**What to do:**
Please copy out all lines of the entries that contain the word "DualLogger".

Collected data:
= Beginning of Section =

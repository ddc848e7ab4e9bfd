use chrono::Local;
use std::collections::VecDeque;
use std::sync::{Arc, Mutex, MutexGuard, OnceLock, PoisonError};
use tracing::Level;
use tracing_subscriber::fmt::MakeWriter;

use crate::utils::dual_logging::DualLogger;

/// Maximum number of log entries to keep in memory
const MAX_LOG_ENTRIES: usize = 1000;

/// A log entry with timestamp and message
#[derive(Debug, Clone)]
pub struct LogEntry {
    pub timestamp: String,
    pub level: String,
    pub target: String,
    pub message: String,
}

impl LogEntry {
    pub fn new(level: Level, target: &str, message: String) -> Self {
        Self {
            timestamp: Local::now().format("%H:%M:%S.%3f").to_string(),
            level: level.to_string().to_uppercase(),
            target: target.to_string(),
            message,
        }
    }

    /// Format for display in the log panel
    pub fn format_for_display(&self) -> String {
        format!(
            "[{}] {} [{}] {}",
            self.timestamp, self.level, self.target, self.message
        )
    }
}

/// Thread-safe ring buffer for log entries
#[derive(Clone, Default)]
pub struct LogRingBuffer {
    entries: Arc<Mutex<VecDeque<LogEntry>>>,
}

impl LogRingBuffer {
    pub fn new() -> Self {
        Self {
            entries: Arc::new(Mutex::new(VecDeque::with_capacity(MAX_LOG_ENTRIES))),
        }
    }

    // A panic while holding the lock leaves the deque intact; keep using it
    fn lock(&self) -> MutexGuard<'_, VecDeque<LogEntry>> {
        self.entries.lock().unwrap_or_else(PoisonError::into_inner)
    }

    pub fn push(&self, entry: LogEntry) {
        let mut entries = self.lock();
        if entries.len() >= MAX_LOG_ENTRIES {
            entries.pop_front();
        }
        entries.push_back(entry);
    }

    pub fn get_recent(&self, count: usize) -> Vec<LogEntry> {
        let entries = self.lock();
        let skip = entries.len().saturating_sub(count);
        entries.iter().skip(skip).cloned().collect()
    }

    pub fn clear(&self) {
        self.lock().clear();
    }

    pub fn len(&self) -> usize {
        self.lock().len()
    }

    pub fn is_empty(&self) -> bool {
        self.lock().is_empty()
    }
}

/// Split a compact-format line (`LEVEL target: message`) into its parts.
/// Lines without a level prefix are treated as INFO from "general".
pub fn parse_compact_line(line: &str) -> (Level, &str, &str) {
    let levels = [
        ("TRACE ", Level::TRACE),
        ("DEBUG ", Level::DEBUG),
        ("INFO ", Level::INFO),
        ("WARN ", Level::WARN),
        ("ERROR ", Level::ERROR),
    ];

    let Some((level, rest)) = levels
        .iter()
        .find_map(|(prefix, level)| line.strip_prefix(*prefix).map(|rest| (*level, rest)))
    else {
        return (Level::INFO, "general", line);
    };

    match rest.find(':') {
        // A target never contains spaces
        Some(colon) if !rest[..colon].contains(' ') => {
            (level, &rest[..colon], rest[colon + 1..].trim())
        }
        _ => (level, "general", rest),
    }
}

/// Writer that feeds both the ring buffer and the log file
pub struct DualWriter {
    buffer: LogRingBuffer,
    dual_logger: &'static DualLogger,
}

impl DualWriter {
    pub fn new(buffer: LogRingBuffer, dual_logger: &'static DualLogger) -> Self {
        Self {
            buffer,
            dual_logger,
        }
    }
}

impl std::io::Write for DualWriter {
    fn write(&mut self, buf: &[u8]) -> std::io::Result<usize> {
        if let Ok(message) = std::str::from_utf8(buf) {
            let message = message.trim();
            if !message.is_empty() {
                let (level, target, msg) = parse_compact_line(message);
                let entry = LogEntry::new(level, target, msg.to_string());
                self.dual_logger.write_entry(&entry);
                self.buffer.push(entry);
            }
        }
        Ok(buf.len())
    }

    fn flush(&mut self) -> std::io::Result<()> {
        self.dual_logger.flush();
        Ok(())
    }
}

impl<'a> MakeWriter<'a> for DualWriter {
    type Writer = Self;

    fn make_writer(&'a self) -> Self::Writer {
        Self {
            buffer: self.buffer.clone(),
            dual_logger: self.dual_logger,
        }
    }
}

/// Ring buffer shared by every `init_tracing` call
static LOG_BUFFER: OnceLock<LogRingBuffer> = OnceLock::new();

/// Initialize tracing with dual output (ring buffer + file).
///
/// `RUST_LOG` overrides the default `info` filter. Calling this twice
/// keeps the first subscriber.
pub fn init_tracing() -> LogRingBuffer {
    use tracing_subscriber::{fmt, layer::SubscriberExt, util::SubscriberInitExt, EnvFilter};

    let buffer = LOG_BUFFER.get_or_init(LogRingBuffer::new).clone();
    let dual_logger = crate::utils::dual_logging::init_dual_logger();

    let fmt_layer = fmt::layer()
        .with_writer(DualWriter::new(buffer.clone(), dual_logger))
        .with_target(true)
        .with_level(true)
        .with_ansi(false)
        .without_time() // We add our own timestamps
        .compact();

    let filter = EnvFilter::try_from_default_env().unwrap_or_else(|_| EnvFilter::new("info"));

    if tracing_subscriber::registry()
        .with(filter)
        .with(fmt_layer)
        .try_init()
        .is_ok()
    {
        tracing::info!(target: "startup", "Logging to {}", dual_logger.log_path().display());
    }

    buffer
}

= End of Section =
= Beginning of Section =

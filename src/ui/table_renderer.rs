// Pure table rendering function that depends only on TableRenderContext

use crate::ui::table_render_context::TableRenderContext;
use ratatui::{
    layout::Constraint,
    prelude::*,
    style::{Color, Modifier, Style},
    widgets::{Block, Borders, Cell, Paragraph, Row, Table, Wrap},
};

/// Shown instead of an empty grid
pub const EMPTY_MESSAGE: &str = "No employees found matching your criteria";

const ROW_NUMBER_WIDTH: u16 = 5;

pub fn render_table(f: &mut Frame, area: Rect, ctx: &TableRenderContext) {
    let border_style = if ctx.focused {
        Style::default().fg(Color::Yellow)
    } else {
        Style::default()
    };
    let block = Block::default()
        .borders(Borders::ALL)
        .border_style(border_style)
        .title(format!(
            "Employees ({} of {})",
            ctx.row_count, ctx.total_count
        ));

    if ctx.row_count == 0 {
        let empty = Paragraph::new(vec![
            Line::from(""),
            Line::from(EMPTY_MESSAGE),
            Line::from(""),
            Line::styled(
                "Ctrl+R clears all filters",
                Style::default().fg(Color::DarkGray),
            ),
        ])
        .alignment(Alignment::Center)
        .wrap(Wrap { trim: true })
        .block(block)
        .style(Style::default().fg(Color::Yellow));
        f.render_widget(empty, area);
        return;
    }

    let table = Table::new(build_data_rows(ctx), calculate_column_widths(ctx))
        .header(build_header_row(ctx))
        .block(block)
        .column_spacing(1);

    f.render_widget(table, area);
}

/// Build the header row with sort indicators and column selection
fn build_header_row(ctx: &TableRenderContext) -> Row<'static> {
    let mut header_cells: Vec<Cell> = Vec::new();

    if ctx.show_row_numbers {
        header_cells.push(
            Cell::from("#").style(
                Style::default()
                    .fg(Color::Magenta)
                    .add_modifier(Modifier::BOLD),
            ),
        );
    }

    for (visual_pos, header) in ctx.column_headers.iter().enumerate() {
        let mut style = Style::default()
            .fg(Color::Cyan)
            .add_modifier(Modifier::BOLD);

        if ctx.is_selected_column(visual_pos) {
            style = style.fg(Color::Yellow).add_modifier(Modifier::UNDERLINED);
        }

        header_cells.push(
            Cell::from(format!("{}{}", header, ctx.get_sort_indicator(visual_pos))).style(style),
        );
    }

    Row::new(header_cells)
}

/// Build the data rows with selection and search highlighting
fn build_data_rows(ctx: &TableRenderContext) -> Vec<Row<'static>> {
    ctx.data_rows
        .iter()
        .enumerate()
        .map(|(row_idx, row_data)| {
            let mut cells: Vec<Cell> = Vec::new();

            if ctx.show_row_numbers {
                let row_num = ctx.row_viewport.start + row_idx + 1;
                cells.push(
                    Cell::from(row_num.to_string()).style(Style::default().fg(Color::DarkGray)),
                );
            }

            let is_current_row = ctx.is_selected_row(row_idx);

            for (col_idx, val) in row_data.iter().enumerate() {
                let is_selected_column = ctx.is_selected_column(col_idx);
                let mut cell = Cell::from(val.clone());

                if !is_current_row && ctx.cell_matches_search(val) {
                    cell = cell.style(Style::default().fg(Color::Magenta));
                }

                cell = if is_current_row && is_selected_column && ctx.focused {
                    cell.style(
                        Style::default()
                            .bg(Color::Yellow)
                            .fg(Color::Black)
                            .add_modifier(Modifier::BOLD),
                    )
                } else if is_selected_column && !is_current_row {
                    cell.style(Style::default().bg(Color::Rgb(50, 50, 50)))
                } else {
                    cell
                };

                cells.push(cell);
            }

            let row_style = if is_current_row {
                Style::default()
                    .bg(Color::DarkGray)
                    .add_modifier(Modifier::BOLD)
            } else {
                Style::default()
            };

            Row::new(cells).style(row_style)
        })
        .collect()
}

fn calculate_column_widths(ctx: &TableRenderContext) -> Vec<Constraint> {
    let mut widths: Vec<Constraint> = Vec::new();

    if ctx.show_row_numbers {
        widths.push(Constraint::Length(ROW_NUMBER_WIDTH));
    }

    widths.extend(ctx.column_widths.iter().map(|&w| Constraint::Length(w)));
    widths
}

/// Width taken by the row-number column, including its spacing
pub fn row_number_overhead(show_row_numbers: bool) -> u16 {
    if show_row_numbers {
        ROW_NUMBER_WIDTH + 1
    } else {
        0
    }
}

= End of Section =

**Your response:**
use crate::utils::dual_logging::DualLogger;
    dual_logger: &'static DualLogger,
    pub fn new(buffer: LogRingBuffer, dual_logger: &'static DualLogger) -> Self {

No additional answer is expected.